# Titanic Classification 

- Description: Method of classification using QR code and convolutional neural network
- Author: Guilherme Righetto
- Sense: None

In [1]:
import qrcode
import pandas as pd
import os, glob
import PIL.Image
from collections import OrderedDict
from sklearn.model_selection import train_test_split

import numpy as np
import torch
from torch import nn
import torch.utils.data
import torch.optim.lr_scheduler
from torch.optim import lr_scheduler
from torch.autograd import Variable
import torchvision
from torchvision.models.resnet import BasicBlock

from lib import pytorch_trainer as ptt

use_gpu = torch.cuda.is_available()
print('GPU available:', use_gpu)

CREATE_QR = False

GPU available: True


### Data Munging 

In [2]:
df_train = pd.read_csv("Data/train.csv", sep=",")
df_test = pd.read_csv("Data/test.csv", sep=",")

df_train["_data"] = "train"
df_test["_data"] = "test"

list_test = df_test["PassengerId"].tolist()

df_data = pd.concat([df_train, df_test], ignore_index=True)

In [3]:
df_data.loc[df_data["Sex"] == 'male', "Sex"] = 0
df_data.loc[df_data["Sex"] == 'female', "Sex"] = 1
df_data["Sex"] = df_data["Sex"].astype(int)

In [4]:
df_data["Embarked"].fillna("S", inplace=True)

df_data.loc[df_data["Embarked"] == "S", "Embarked"] = 0
df_data.loc[df_data["Embarked"] == "C", "Embarked"] = 1
df_data.loc[df_data["Embarked"] == "Q", "Embarked"] = 2
df_data["Embarked"] = df_data["Embarked"].astype(int)

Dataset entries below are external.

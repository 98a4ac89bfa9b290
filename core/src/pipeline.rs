//! # Patch Pipeline
//!
//! Runs an ordered list of stages over one [`ArtifactSet`]. Each stage sees
//! the output of the previous one; nothing is validated in between.
//!
//! Stages must be idempotent (`s(s(x)) == s(x)`): the pipeline is re-run on
//! every build against freshly loaded artifacts and relies on that property
//! to avoid accumulating duplicate edits.

use crate::artifacts::{ArtifactSet, ProjectLayout};
use crate::error::AppResult;
use crate::outcome::{StageReport, TargetOutcome};
use std::path::PathBuf;
use tracing::{debug, info, warn};

/// A single artifact transformation.
pub trait PatchStage {
    /// Name used in reports and diagnostics.
    fn name(&self) -> &str;

    /// Applies the stage in place.
    ///
    /// Missing nodes or anchors are reported in the returned [`StageReport`];
    /// an `Err` aborts the pipeline.
    fn apply(&self, artifacts: &mut ArtifactSet) -> AppResult<StageReport>;
}

/// Outcome of a full run.
#[derive(Debug, Clone, Default, PartialEq, Eq)]
pub struct PipelineReport {
    /// One report per stage, in execution order.
    pub stages: Vec<StageReport>,
}

impl PipelineReport {
    /// Whether any stage modified an artifact.
    pub fn changed(&self) -> bool {
        self.stages.iter().any(StageReport::changed)
    }

    /// Every patch that could not be placed, with its stage name.
    pub fn misses(&self) -> Vec<(&str, &TargetOutcome)> {
        self.stages
            .iter()
            .flat_map(|s| s.misses().map(move |o| (s.stage.as_str(), o)))
            .collect()
    }
}

/// Applies `stages` to `artifacts` strictly in order.
pub fn run(artifacts: &mut ArtifactSet, stages: &[Box<dyn PatchStage>]) -> AppResult<PipelineReport> {
    let mut report = PipelineReport::default();
    for stage in stages {
        debug!("running stage '{}'", stage.name());
        let stage_report = stage.apply(artifacts)?;
        for miss in stage_report.misses() {
            warn!("[{}] {}: {}", stage.name(), miss.target, miss.outcome);
        }
        report.stages.push(stage_report);
    }
    Ok(report)
}

/// An ordered, reusable list of stages.
#[derive(Default)]
pub struct PatchPipeline {
    stages: Vec<Box<dyn PatchStage>>,
}

impl PatchPipeline {
    /// Creates a pipeline from stages in execution order.
    pub fn new(stages: Vec<Box<dyn PatchStage>>) -> Self {
        Self { stages }
    }

    /// Appends a stage.
    pub fn push(&mut self, stage: Box<dyn PatchStage>) {
        self.stages.push(stage);
    }

    /// Stage names in execution order.
    pub fn stage_names(&self) -> Vec<&str> {
        self.stages.iter().map(|s| s.name()).collect()
    }

    /// Runs every stage over `artifacts`.
    pub fn run(&self, artifacts: &mut ArtifactSet) -> AppResult<PipelineReport> {
        run(artifacts, &self.stages)
    }

    /// Loads the project, runs the stages and, unless `dry_run`, saves it.
    ///
    /// Load failures abort before any stage runs.
    pub fn run_project(&self, layout: &ProjectLayout, dry_run: bool) -> AppResult<ProjectRun> {
        let mut artifacts = ArtifactSet::load(layout)?;
        info!("running {} stage(s)", self.stages.len());
        let report = self.run(&mut artifacts)?;

        let written = if dry_run {
            Vec::new()
        } else {
            artifacts.save(layout)?
        };
        info!(
            "pipeline finished: {} file(s) written, {} miss(es)",
            written.len(),
            report.misses().len()
        );

        Ok(ProjectRun {
            artifacts,
            report,
            written,
        })
    }

    /// Runs the pipeline twice on a copy of `artifacts` and reports whether
    /// the second pass left everything untouched.
    pub fn is_idempotent(&self, artifacts: &ArtifactSet) -> AppResult<bool> {
        Ok(self.check_idempotence(artifacts)?.is_idempotent())
    }

    /// Runs the pipeline twice on a copy of `artifacts`, keeping the second
    /// pass report for diagnostics.
    pub fn check_idempotence(&self, artifacts: &ArtifactSet) -> AppResult<IdempotenceCheck> {
        let mut first = artifacts.clone();
        self.run(&mut first)?;
        let mut second = first.clone();
        let report = self.run(&mut second)?;
        Ok(IdempotenceCheck {
            artifacts_equal: first == second,
            second_pass: report,
        })
    }
}

/// Result of [`PatchPipeline::check_idempotence`].
#[derive(Debug, Clone, PartialEq, Eq)]
pub struct IdempotenceCheck {
    /// Artifacts after the second pass equal those after the first.
    pub artifacts_equal: bool,
    /// Outcomes of the second pass.
    pub second_pass: PipelineReport,
}

impl IdempotenceCheck {
    /// Whether the second pass neither reported nor produced a change.
    pub fn is_idempotent(&self) -> bool {
        self.artifacts_equal && !self.second_pass.changed()
    }

    /// Stages whose second pass reported a change.
    pub fn changed_stages(&self) -> Vec<&str> {
        self.second_pass
            .stages
            .iter()
            .filter(|s| s.changed())
            .map(|s| s.stage.as_str())
            .collect()
    }
}

/// Result of [`PatchPipeline::run_project`].
#[derive(Debug)]
pub struct ProjectRun {
    /// Artifacts after all stages.
    pub artifacts: ArtifactSet,
    /// Per-stage outcomes.
    pub report: PipelineReport,
    /// Files written back.
    pub written: Vec<PathBuf>,
}

#[cfg(test)]
mod tests {
    use super::*;
    use crate::error::AppError;
    use crate::outcome::PatchOutcome;
    use crate::source::{SourceDocument, SourceLanguage};

    struct Append(&'static str);

    impl PatchStage for Append {
        fn name(&self) -> &str {
            "append"
        }

        fn apply(&self, artifacts: &mut ArtifactSet) -> AppResult<StageReport> {
            let doc = artifacts.source_mut("main", self.name())?;
            let mut text = doc.text().to_string();
            text.push_str(self.0);
            *doc = SourceDocument::new(text, doc.language());
            let mut report = StageReport::new(self.name());
            report.record(self.0, PatchOutcome::applied());
            Ok(report)
        }
    }

    struct Fail;

    impl PatchStage for Fail {
        fn name(&self) -> &str {
            "fail"
        }

        fn apply(&self, _: &mut ArtifactSet) -> AppResult<StageReport> {
            Err(AppError::General("boom".into()))
        }
    }

    fn artifacts() -> ArtifactSet {
        let mut set = ArtifactSet::default();
        set.sources
            .insert("main".into(), SourceDocument::new("", SourceLanguage::Java));
        set
    }

    #[test]
    fn test_stages_run_in_order() {
        let pipeline = PatchPipeline::new(vec![Box::new(Append("a")), Box::new(Append("b"))]);
        let mut set = artifacts();
        let report = pipeline.run(&mut set).unwrap();
        assert_eq!(set.sources["main"].text(), "ab");
        assert_eq!(report.stages.len(), 2);
        assert!(report.changed());
    }

    #[test]
    fn test_error_aborts_remaining_stages() {
        let pipeline = PatchPipeline::new(vec![Box::new(Fail), Box::new(Append("a"))]);
        let mut set = artifacts();
        assert!(pipeline.run(&mut set).is_err());
        assert_eq!(set.sources["main"].text(), "");
    }

    #[test]
    fn test_non_idempotent_stage_detected() {
        let pipeline = PatchPipeline::new(vec![Box::new(Append("x"))]);
        assert!(!pipeline.is_idempotent(&artifacts()).unwrap());
    }

    #[test]
    fn test_idempotence_check_names_changing_stage() {
        let pipeline = PatchPipeline::new(vec![Box::new(Append("x"))]);
        let check = pipeline.check_idempotence(&artifacts()).unwrap();
        assert!(!check.artifacts_equal);
        assert!(!check.is_idempotent());
        assert_eq!(check.changed_stages(), vec!["append"]);
    }

    #[test]
    fn test_stage_names() {
        let pipeline = PatchPipeline::new(vec![Box::new(Append("a")), Box::new(Fail)]);
        assert_eq!(pipeline.stage_names(), vec!["append", "fail"]);
    }
}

df_tmp = pd.get_dummies(df_data["Embarked"], prefix="Embarked")
del df_data["Embarked"]
df_data = pd.concat([df_data, df_tmp], axis=1)

In [163]:
df_data["Cabin"].fillna("N", inplace=True)
df_data["Cabin"] = df_data["Cabin"].str.replace(r'\d+',"")
df_data["Cabin"] = df_data["Cabin"].str.replace(r' .*',"")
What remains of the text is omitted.